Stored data
//! Applies checkout session outcomes to bookings.
//!
//! Webhooks, the status poll from the success page and the reconciliation
//! task all funnel into [`PaymentService::apply_observation`]. The booking row
//! only moves when it is still awaiting payment, so whichever path arrives
//! first wins and the confirmation email goes out once.

use crate::domain::{ObservedPayment, payment_transition, to_minor_units};
use crate::entities::{BookingStatus, PaymentStatus, booking_entity, payment_transaction_entity};
use crate::error::{AppError, AppResult};
use crate::external::{PaymentGateway, SessionSnapshot};
use crate::services::notification_service::NotificationService;
use chrono::{Duration, Utc};
use sea_orm::sea_query::Expr;
use sea_orm::{
    ActiveEnum, ColumnTrait, DatabaseConnection, EntityTrait, QueryFilter, QueryOrder,
};
use std::sync::Arc;

#[derive(Clone)]
pub struct PaymentService {
    pool: DatabaseConnection,
    gateway: Arc<dyn PaymentGateway>,
    notifications: NotificationService,
}

impl PaymentService {
    pub fn new(
        pool: DatabaseConnection,
        gateway: Arc<dyn PaymentGateway>,
        notifications: NotificationService,
    ) -> Self {
        Self {
            pool,
            gateway,
            notifications,
        }
    }

    pub fn gateway(&self) -> &Arc<dyn PaymentGateway> {
        &self.gateway
    }

    async fn find_by_session(&self, session_id: &str) -> AppResult<booking_entity::Model> {
        booking_entity::Entity::find()
            .filter(booking_entity::Column::StripeSessionId.eq(session_id))
            .one(&self.pool)
            .await?
            .ok_or_else(|| AppError::NotFound(format!("No booking for session {session_id}")))
    }

    /// Records what the provider reported for a session and returns the
    /// booking as it stands afterwards.
    pub async fn apply_observation(
        &self,
        snapshot: &SessionSnapshot,
    ) -> AppResult<booking_entity::Model> {
        let mut booking = self.find_by_session(&snapshot.session_id).await?;
        // A second pass covers an admin status change landing between the
        // read and the conditional update.
        for _ in 0..2 {
            let Some(transition) =
                payment_transition(booking.status, booking.payment_status, snapshot.observed)
            else {
                return Ok(booking);
            };

            if snapshot.observed == ObservedPayment::Paid
                && let Some(amount) = snapshot.amount_total
                && amount != to_minor_units(booking.total_price)
            {
                log::warn!(
                    "Session {} paid {amount} but booking {} expects {}",
                    snapshot.session_id,
                    booking.id,
                    booking.total_price
                );
            }

            let now = Utc::now();
            let updated = booking_entity::Entity::update_many()
                .col_expr(
                    booking_entity::Column::Status,
                    Expr::value(transition.status.to_value()),
                )
                .col_expr(
                    booking_entity::Column::PaymentStatus,
                    Expr::value(transition.payment_status.to_value()),
                )
                .col_expr(booking_entity::Column::UpdatedAt, Expr::value(now))
                .filter(booking_entity::Column::Id.eq(booking.id))
                .filter(booking_entity::Column::Status.eq(booking.status))
                .filter(booking_entity::Column::PaymentStatus.eq(PaymentStatus::Pending))
                .exec(&self.pool)
                .await?;
            if updated.rows_affected == 0 {
                log::info!(
                    "Booking {} changed while applying session {}, reloading",
                    booking.id,
                    snapshot.session_id
                );
                booking = self.find_by_session(&snapshot.session_id).await?;
                continue;
            }

            payment_transaction_entity::Entity::update_many()
                .col_expr(
                    payment_transaction_entity::Column::Status,
                    Expr::value(transition.ledger_status.to_value()),
                )
                .col_expr(
                    payment_transaction_entity::Column::PaymentStatus,
                    Expr::value(snapshot.observed.as_str()),
                )
                .col_expr(payment_transaction_entity::Column::UpdatedAt, Expr::value(now))
                .filter(payment_transaction_entity::Column::SessionId.eq(&snapshot.session_id))
                .exec(&self.pool)
                .await?;

            if booking.status == BookingStatus::Cancelled
                && transition.payment_status == PaymentStatus::Paid
            {
                log::warn!(
                    "Booking {} was paid after cancellation (session {}), refund needed",
                    booking.id,
                    snapshot.session_id
                );
            } else {
                log::info!(
                    "Booking {} is now {} ({})",
                    booking.id,
                    transition.status,
                    transition.payment_status
                );
            }
            booking.status = transition.status;
            booking.payment_status = transition.payment_status;
            booking.updated_at = now;

            if transition.sends_confirmation {
                self.deliver_confirmation(&mut booking).await?;
            }
            return Ok(booking);
        }
        Ok(booking)
    }

    /// Emails guest and owner, then stamps `confirmation_sent_at`.
    pub async fn deliver_confirmation(&self, booking: &mut booking_entity::Model) -> AppResult<()> {
        if !self.notifications.booking_confirmed(booking).await {
            return Ok(());
        }
        let sent_at = Utc::now();
        booking_entity::Entity::update_many()
            .col_expr(
                booking_entity::Column::ConfirmationSentAt,
                Expr::value(sent_at),
            )
            .filter(booking_entity::Column::Id.eq(booking.id))
            .exec(&self.pool)
            .await?;
        booking.confirmation_sent_at = Some(sent_at);
        Ok(())
    }

    /// Verified webhook entry point. Events for unknown sessions are
    /// acknowledged so the provider stops retrying them.
    pub async fn handle_webhook(&self, payload: &str, signature: &str) -> AppResult<()> {
        let Some(snapshot) = self.gateway.parse_webhook(payload, signature)? else {
            return Ok(());
        };
        match self.apply_observation(&snapshot).await {
            Ok(_) => Ok(()),
            Err(AppError::NotFound(msg)) => {
                log::warn!("Ignoring webhook: {msg}");
                Ok(())
            }
            Err(e) => Err(e),
        }
    }

    /// Looks up the session at the provider unless the booking is already
    /// settled locally.
    pub async fn check_session(
        &self,
        session_id: &str,
    ) -> AppResult<(ObservedPayment, booking_entity::Model)> {
        let booking = self.find_by_session(session_id).await?;
        match booking.payment_status {
            PaymentStatus::Paid => return Ok((ObservedPayment::Paid, booking)),
            PaymentStatus::Expired => return Ok((ObservedPayment::Expired, booking)),
            _ => {}
        }
        let snapshot = self.gateway.retrieve_session(session_id).await?;
        let booking = self.apply_observation(&snapshot).await?;
        Ok((snapshot.observed, booking))
    }

    /// Catches up on bookings whose webhook never arrived. Returns how many
    /// bookings changed state.
    pub async fn reconcile_pending(&self, grace_minutes: i64) -> AppResult<u64> {
        let cutoff = Utc::now() - Duration::minutes(grace_minutes);
        let pending = booking_entity::Entity::find()
            .filter(booking_entity::Column::Status.eq(BookingStatus::Pending))
            .filter(booking_entity::Column::PaymentStatus.eq(PaymentStatus::Pending))
            .filter(booking_entity::Column::StripeSessionId.is_not_null())
            .filter(booking_entity::Column::CreatedAt.lt(cutoff))
            .order_by_asc(booking_entity::Column::CreatedAt)
            .all(&self.pool)
            .await?;

        let mut changed = 0;
        for booking in pending {
            let Some(session_id) = booking.stripe_session_id.as_deref() else {
                continue;
            };
            let snapshot = match self.gateway.retrieve_session(session_id).await {
                Ok(snapshot) => snapshot,
                Err(e) => {
                    log::error!("Failed to retrieve session {session_id}: {e}");
                    continue;
                }
            };
            if snapshot.observed == ObservedPayment::Open {
                continue;
            }
            match self.apply_observation(&snapshot).await {
                Ok(after) if after.payment_status != booking.payment_status => changed += 1,
                Ok(_) => {}
                Err(e) => {
                    log::error!("Failed to reconcile booking {}: {e}", booking.id);
                }
            }
        }
        Ok(changed)
    }
}
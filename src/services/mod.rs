pub mod admin_auth_service;
pub mod availability_service;
pub mod booking_service;
pub mod calendar_service;
pub mod contact_service;
pub mod coupon_service;
pub mod dashboard_service;
pub mod notification_service;
pub mod payment_service;
pub mod pricing_service;
pub mod review_service;
pub mod room_service;
pub mod settings_service;
pub mod upsell_service;

#[cfg(test)]
pub(crate) mod fixtures;

pub use admin_auth_service::*;
pub use availability_service::*;
pub use booking_service::*;
pub use calendar_service::*;
pub use contact_service::*;
pub use coupon_service::*;
pub use dashboard_service::*;
pub use notification_service::*;
pub use payment_service::*;
pub use pricing_service::*;
pub use review_service::*;
pub use room_service::*;
pub use settings_service::*;
pub use upsell_service::*;

use crate::error::AppError;
use sea_orm::{DbErr, SqlErr};

/// Unique index hits become a 409 with `message`; anything else stays a
/// database error.
pub(crate) fn map_unique_violation(err: DbErr, message: impl Into<String>) -> AppError {
    match err.sql_err() {
        Some(SqlErr::UniqueConstraintViolation(_)) => AppError::Conflict(message.into()),
        _ => AppError::DatabaseError(err),
    }
}
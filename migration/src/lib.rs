pub use sea_orm_migration::prelude::*;

mod m20250105_000001_create_rooms_and_bookings;
mod m20250119_000001_add_custom_prices_and_upsells;
mod m20250126_000001_add_coupons;
mod m20250202_000001_add_reviews_contact_settings;
mod m20250216_000001_add_admin_sessions;

pub struct Migrator;

#[async_trait::async_trait]
impl MigratorTrait for Migrator {
    fn migrations() -> Vec<Box<dyn MigrationTrait>> {
        vec![
            Box::new(m20250105_000001_create_rooms_and_bookings::Migration),
            Box::new(m20250119_000001_add_custom_prices_and_upsells::Migration),
            Box::new(m20250126_000001_add_coupons::Migration),
            Box::new(m20250202_000001_add_reviews_contact_settings::Migration),
            Box::new(m20250216_000001_add_admin_sessions::Migration),
        ]
    }
}
use crate::config::StripeConfig;
use crate::domain::{ObservedPayment, to_minor_units};
use crate::error::{AppError, AppResult};
use async_trait::async_trait;
use rust_decimal::Decimal;
use std::collections::HashMap;
use stripe::{
    CheckoutSession, CheckoutSessionId, CheckoutSessionMode, CheckoutSessionPaymentStatus,
    CheckoutSessionStatus, Client, CreateCheckoutSession, CreateCheckoutSessionLineItems,
    CreateCheckoutSessionLineItemsPriceData, CreateCheckoutSessionLineItemsPriceDataProductData,
    Currency, EventObject, Webhook,
};
use uuid::Uuid;

#[derive(Debug, Clone)]
pub struct CheckoutRequest {
    pub booking_id: Uuid,
    pub room_id: String,
    pub customer_email: String,
    /// Shown on the hosted checkout page
    pub description: String,
    pub amount: Decimal,
    pub success_url: String,
    pub cancel_url: String,
}

#[derive(Debug, Clone, PartialEq)]
pub struct CheckoutSessionInfo {
    pub session_id: String,
    pub url: Option<String>,
}

/// Provider view of a checkout session, reduced to what booking code needs.
#[derive(Debug, Clone, PartialEq)]
pub struct SessionSnapshot {
    pub session_id: String,
    pub observed: ObservedPayment,
    pub amount_total: Option<i64>,
    pub booking_id: Option<Uuid>,
}

/// Seam between booking logic and the card processor.
#[async_trait]
pub trait PaymentGateway: Send + Sync {
    async fn create_checkout_session(
        &self,
        request: &CheckoutRequest,
    ) -> AppResult<CheckoutSessionInfo>;

    async fn retrieve_session(&self, session_id: &str) -> AppResult<SessionSnapshot>;

    /// Verifies the signature and returns the checkout session carried by the
    /// event, or `None` for unrelated event types.
    fn parse_webhook(&self, payload: &str, signature: &str) -> AppResult<Option<SessionSnapshot>>;
}

#[derive(Clone)]
pub struct StripeService {
    client: Client,
    config: StripeConfig,
}

impl StripeService {
    pub fn new(config: StripeConfig) -> Self {
        Self {
            client: Client::new(config.secret_key.clone()),
            config,
        }
    }

    fn currency(&self) -> Currency {
        serde_json::from_value(serde_json::Value::String(self.config.currency.to_lowercase()))
            .unwrap_or(Currency::EUR)
    }
}

pub fn observe_session(
    payment_status: CheckoutSessionPaymentStatus,
    status: Option<CheckoutSessionStatus>,
) -> ObservedPayment {
    match (payment_status, status) {
        (CheckoutSessionPaymentStatus::Paid, _)
        | (CheckoutSessionPaymentStatus::NoPaymentRequired, _) => ObservedPayment::Paid,
        (_, Some(CheckoutSessionStatus::Expired)) => ObservedPayment::Expired,
        _ => ObservedPayment::Open,
    }
}

fn snapshot(session: &CheckoutSession) -> SessionSnapshot {
    SessionSnapshot {
        session_id: session.id.to_string(),
        observed: observe_session(session.payment_status, session.status),
        amount_total: session.amount_total,
        booking_id: session
            .metadata
            .as_ref()
            .and_then(|m| m.get("booking_id"))
            .and_then(|v| Uuid::parse_str(v).ok()),
    }
}

#[async_trait]
impl PaymentGateway for StripeService {
    async fn create_checkout_session(
        &self,
        request: &CheckoutRequest,
    ) -> AppResult<CheckoutSessionInfo> {
        let booking_id = request.booking_id.to_string();
        let mut metadata = HashMap::new();
        metadata.insert("booking_id".to_string(), booking_id.clone());
        metadata.insert("room_id".to_string(), request.room_id.clone());

        let mut params = CreateCheckoutSession::new();
        params.success_url = Some(&request.success_url);
        params.cancel_url = Some(&request.cancel_url);
        params.customer_email = Some(&request.customer_email);
        params.client_reference_id = Some(&booking_id);
        params.mode = Some(CheckoutSessionMode::Payment);
        params.metadata = Some(metadata);
        params.line_items = Some(vec![CreateCheckoutSessionLineItems {
            quantity: Some(1),
            price_data: Some(CreateCheckoutSessionLineItemsPriceData {
                currency: self.currency(),
                unit_amount: Some(to_minor_units(request.amount)),
                product_data: Some(CreateCheckoutSessionLineItemsPriceDataProductData {
                    name: request.description.clone(),
                    ..Default::default()
                }),
                ..Default::default()
            }),
            ..Default::default()
        }]);

        let session = CheckoutSession::create(&self.client, params).await?;
        log::info!(
            "Created checkout session {} for booking {}",
            session.id,
            request.booking_id
        );

        Ok(CheckoutSessionInfo {
            session_id: session.id.to_string(),
            url: session.url,
        })
    }

    async fn retrieve_session(&self, session_id: &str) -> AppResult<SessionSnapshot> {
        let id: CheckoutSessionId = session_id
            .parse()
            .map_err(|_| AppError::ValidationError(format!("Invalid session id: {session_id}")))?;
        let session = CheckoutSession::retrieve(&self.client, &id, &[]).await?;
        Ok(snapshot(&session))
    }

    fn parse_webhook(&self, payload: &str, signature: &str) -> AppResult<Option<SessionSnapshot>> {
        let event = Webhook::construct_event(payload, signature, &self.config.webhook_secret)
            .map_err(|e| AppError::AuthError(format!("Invalid webhook signature: {e}")))?;

        log::info!("Received Stripe event {} ({})", event.type_, event.id);

        match event.data.object {
            EventObject::CheckoutSession(session) => Ok(Some(snapshot(&session))),
            _ => Ok(None),
        }
    }
}
use crate::entities::{room_entity, settings_entity, upsell_entity};
use crate::error::AppResult;
use crate::models::RoomImage;
use chrono::Utc;
use rust_decimal::Decimal;
use sea_orm::{
    ActiveModelTrait, ConnectionTrait, EntityTrait, PaginatorTrait, Set,
};
use serde_json::json;
use uuid::Uuid;

const AMENITIES: [&str; 6] = ["wifi", "ac", "kitchen", "tv", "bathroom", "breakfast"];

fn image(id: &str, url: &str, alt_it: &str, alt_en: &str, order: i32) -> RoomImage {
    RoomImage {
        id: id.to_string(),
        url: url.to_string(),
        alt_it: alt_it.to_string(),
        alt_en: alt_en.to_string(),
        order,
    }
}

fn default_rooms() -> Vec<room_entity::ActiveModel> {
    let now = Utc::now();
    let room = |id: &str,
                slug: &str,
                names: (&str, &str),
                descriptions: (&str, &str),
                images: Vec<RoomImage>| room_entity::ActiveModel {
        id: Set(id.to_string()),
        slug: Set(slug.to_string()),
        name_it: Set(names.0.to_string()),
        name_en: Set(names.1.to_string()),
        description_it: Set(descriptions.0.to_string()),
        description_en: Set(descriptions.1.to_string()),
        price_per_night: Set(Decimal::from(80)),
        max_guests: Set(3),
        images: Set(json!(images)),
        amenities: Set(json!(AMENITIES)),
        created_at: Set(now),
        updated_at: Set(now),
    };

    vec![
        room(
            "nonna",
            "stanza-della-nonna",
            ("Stanza della Nonna", "Grandmother's Room"),
            (
                "Un rifugio intimo che celebra la tradizione pugliese. Pareti in pietra locale, arredi d'epoca restaurati e tessuti pregiati creano un'atmosfera di calore autentico.",
                "An intimate retreat celebrating Apulian tradition. Local stone walls, restored antique furnishings and fine fabrics create an atmosphere of authentic warmth.",
            ),
            vec![
                image(
                    "nonna-1",
                    "https://images.unsplash.com/photo-1730322011993-592266c14831?w=1200",
                    "Camera con pareti in pietra",
                    "Room with stone walls",
                    0,
                ),
                image(
                    "nonna-2",
                    "https://images.unsplash.com/photo-1522771739844-6a9f6d5f14af?w=800",
                    "Letto matrimoniale",
                    "Double bed",
                    1,
                ),
                image(
                    "nonna-3",
                    "https://images.unsplash.com/photo-1584622650111-993a426fbf0a?w=800",
                    "Bagno privato",
                    "Private bathroom",
                    2,
                ),
            ],
        ),
        room(
            "pozzo",
            "stanza-del-pozzo",
            ("Stanza del Pozzo", "Well Room"),
            (
                "Un'oasi di pace dove storia e comfort si incontrano. Soffitti a volta, pietra a vista e un design contemporaneo si fondono in un equilibrio perfetto.",
                "An oasis of peace where history and comfort meet. Vaulted ceilings, exposed stone and contemporary design blend in perfect balance.",
            ),
            vec![
                image(
                    "pozzo-1",
                    "https://images.unsplash.com/photo-1730322046135-a754d71b7ec0?w=1200",
                    "Camera rustica di lusso",
                    "Rustic luxury room",
                    0,
                ),
                image(
                    "pozzo-2",
                    "https://images.unsplash.com/photo-1560185007-cde436f6a4d0?w=800",
                    "Zona soggiorno",
                    "Living area",
                    1,
                ),
                image(
                    "pozzo-3",
                    "https://images.unsplash.com/photo-1552321554-5fefe8c9ef14?w=800",
                    "Cucina attrezzata",
                    "Equipped kitchen",
                    2,
                ),
            ],
        ),
    ]
}

fn default_upsells() -> Vec<upsell_entity::ActiveModel> {
    let now = Utc::now();
    let upsell = |slug: &str,
                  titles: (&str, &str),
                  descriptions: (&str, &str),
                  price: i64,
                  min_nights: i32,
                  order: i32,
                  icon: &str| upsell_entity::ActiveModel {
        id: Set(Uuid::new_v4()),
        slug: Set(slug.to_string()),
        title_it: Set(titles.0.to_string()),
        title_en: Set(titles.1.to_string()),
        description_it: Set(descriptions.0.to_string()),
        description_en: Set(descriptions.1.to_string()),
        price: Set(Decimal::from(price)),
        min_nights: Set(min_nights),
        is_active: Set(true),
        order: Set(order),
        icon: Set(icon.to_string()),
        created_at: Set(now),
        updated_at: Set(now),
    };

    vec![
        upsell(
            "cena-tipica",
            ("Cena tipica pugliese", "Traditional Apulian dinner"),
            (
                "Cena per due con prodotti locali",
                "Dinner for two with local produce",
            ),
            45,
            0,
            0,
            "utensils",
        ),
        upsell(
            "transfer-aeroporto",
            ("Transfer aeroporto", "Airport transfer"),
            ("Da e per l'aeroporto di Bari", "To and from Bari airport"),
            60,
            0,
            1,
            "car",
        ),
        upsell(
            "late-checkout",
            ("Late check-out", "Late check-out"),
            ("Partenza fino alle 14:00", "Departure until 2 pm"),
            20,
            0,
            2,
            "clock",
        ),
        upsell(
            "pulizia-extra",
            ("Pulizia infrasettimanale", "Mid-stay cleaning"),
            (
                "Cambio biancheria e pulizia a metà soggiorno",
                "Fresh linen and cleaning halfway through the stay",
            ),
            40,
            7,
            3,
            "sparkles",
        ),
    ]
}

/// Inserts the room catalog, the upsell catalog and the settings row when
/// they are missing. Safe to run on every startup.
pub async fn seed_defaults<C: ConnectionTrait>(db: &C) -> AppResult<()> {
    if room_entity::Entity::find().count(db).await? == 0 {
        room_entity::Entity::insert_many(default_rooms())
            .exec_without_returning(db)
            .await?;
        log::info!("Default rooms initialized");
    }

    if upsell_entity::Entity::find().count(db).await? == 0 {
        upsell_entity::Entity::insert_many(default_upsells())
            .exec_without_returning(db)
            .await?;
        log::info!("Default upsells initialized");
    }

    if settings_entity::Entity::find_by_id(settings_entity::SETTINGS_ID)
        .one(db)
        .await?
        .is_none()
    {
        settings_entity::ActiveModel {
            id: Set(settings_entity::SETTINGS_ID.to_string()),
            min_nights: Set(1),
            check_in_time: Set("13:00".to_string()),
            check_out_time: Set("10:30".to_string()),
            contact_email: Set(None),
            contact_phone: Set(None),
            updated_at: Set(Utc::now()),
        }
        .insert(db)
        .await?;
        log::info!("Default settings initialized");
    }

    Ok(())
}

#[cfg(test)]
mod tests {
    use super::*;

    #[test]
    fn test_default_catalog() {
        let rooms = default_rooms();
        assert_eq!(rooms.len(), 2);
        assert_eq!(rooms[0].id.clone().unwrap(), "nonna");
        assert_eq!(rooms[1].id.clone().unwrap(), "pozzo");

        let upsells = default_upsells();
        let cleaning = upsells
            .iter()
            .find(|u| u.slug.clone().unwrap() == "pulizia-extra")
            .unwrap();
        assert_eq!(cleaning.min_nights.clone().unwrap(), 7);
    }
}
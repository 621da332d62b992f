pub mod admin;
pub mod availability;
pub mod booking;
pub mod calendar;
pub mod common;
pub mod contact;
pub mod coupon;
pub mod pagination;
pub mod review;
pub mod room;
pub mod settings;
pub mod upsell;

pub use admin::*;
pub use availability::*;
pub use booking::*;
pub use calendar::*;
pub use common::*;
pub use contact::*;
pub use coupon::*;
pub use pagination::*;
pub use review::*;
pub use room::*;
pub use settings::*;
pub use upsell::*;
mod projector;
mod resolver;
mod traversal;
mod validator;

pub use projector::project;
pub use resolver::resolve;
pub use traversal::{advance, auto_advance, bootstrap, destination, Advance, Walk};
pub use validator::{validate, Answer, ValidatedResponse, DEFAULT_SUBMIT_LABEL};
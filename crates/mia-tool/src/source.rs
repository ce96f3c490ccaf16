use std::fs;
use std::path::{Path, PathBuf};

use walkdir::WalkDir;

use crate::{MiaToolError, TestCase, TESTCASE_SCHEMA_V1};

const SCRIPT_SUFFIX: &str = ".script.json";

/// Reads the single `*.script.json` file of a demo directory.
pub fn read_script_from_dir(example_dir: &Path) -> Result<String, MiaToolError> {
    let scripts: Vec<PathBuf> = WalkDir::new(example_dir)
        .follow_links(false)
        .into_iter()
        .filter_map(Result::ok)
        .filter(|entry| entry.file_type().is_file())
        .filter(|entry| entry.path().to_string_lossy().ends_with(SCRIPT_SUFFIX))
        .map(|entry| entry.into_path())
        .collect();

    match scripts.as_slice() {
        [] => Err(MiaToolError::SourceEmpty {
            path: example_dir.to_path_buf(),
        }),
        [path] => fs::read_to_string(path).map_err(|source| MiaToolError::ReadFile {
            path: path.clone(),
            source,
        }),
        _ => Err(MiaToolError::SourceAmbiguous {
            path: example_dir.to_path_buf(),
            count: scripts.len(),
        }),
    }
}

pub fn read_test_case(case_path: &Path) -> Result<TestCase, MiaToolError> {
    let raw = fs::read_to_string(case_path).map_err(|source| MiaToolError::ReadFile {
        path: case_path.to_path_buf(),
        source,
    })?;
    let parsed: TestCase =
        serde_json::from_str(&raw).map_err(|source| MiaToolError::ParseCase {
            path: case_path.to_path_buf(),
            source,
        })?;

    if parsed.schema_version != TESTCASE_SCHEMA_V1 {
        return Err(MiaToolError::InvalidSchemaVersion {
            expected: TESTCASE_SCHEMA_V1.to_string(),
            found: parsed.schema_version,
        });
    }

    Ok(parsed)
}
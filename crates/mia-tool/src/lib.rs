mod case;
mod runner;
mod source;

pub use case::{ExpectedTurn, TestCase, TestResponse, TESTCASE_SCHEMA_V1};
pub use runner::{assert_case, run_case, RunReport};
pub use source::{read_script_from_dir, read_test_case};

use std::path::PathBuf;

use mia_core::{ConsentError, ScriptError};
use thiserror::Error;

#[derive(Debug, Error)]
pub enum MiaToolError {
    #[error("Failed to read file {path}: {source}")]
    ReadFile {
        path: PathBuf,
        source: std::io::Error,
    },
    #[error("Failed to parse testcase {path}: {source}")]
    ParseCase {
        path: PathBuf,
        source: serde_json::Error,
    },
    #[error("Invalid testcase schema version \"{found}\", expected \"{expected}\".")]
    InvalidSchemaVersion { expected: String, found: String },
    #[error("No .script.json file under {path}.")]
    SourceEmpty { path: PathBuf },
    #[error("Expected one .script.json file under {path}, found {count}.")]
    SourceAmbiguous { path: PathBuf, count: usize },
    #[error("Script error: {0}")]
    Script(#[from] ScriptError),
    #[error("Engine error: {0}")]
    Engine(#[from] ConsentError),
    #[error("Response {index} failed: {source}")]
    ResponseFailed { index: usize, source: ConsentError },
    #[error("Response {index} was accepted, expected error {expected_code}.")]
    UnexpectedSuccess { index: usize, expected_code: String },
    #[error("Response {index} failed with {actual}, expected {expected}.")]
    ErrorCodeMismatch {
        index: usize,
        expected: String,
        actual: String,
    },
    #[error("Expected consent_complete={expected}, actual {actual}.")]
    CompletionMismatch { expected: bool, actual: bool },
    #[error("Expected turn count {expected}, actual {actual}. observed={observed}")]
    TurnCountMismatch {
        expected: usize,
        actual: usize,
        observed: String,
    },
    #[error("Turn mismatch at index {index}. expected={expected} actual={actual}")]
    TurnMismatch {
        index: usize,
        expected: String,
        actual: String,
    },
    #[error("Failed to serialize turn for diff: {0}")]
    TurnSerialize(serde_json::Error),
}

TASK DETAILS: Whenever the word "Uuid" shows up in a line of the entries, copy that line.

ANSWER BOX:
use uuid::Uuid;
    pub booking_id: Uuid,
    pub booking_id: Option<Uuid>,
            .and_then(|v| Uuid::parse_str(v).ok()),
use uuid::Uuid;
        id: Set(Uuid::new_v4()),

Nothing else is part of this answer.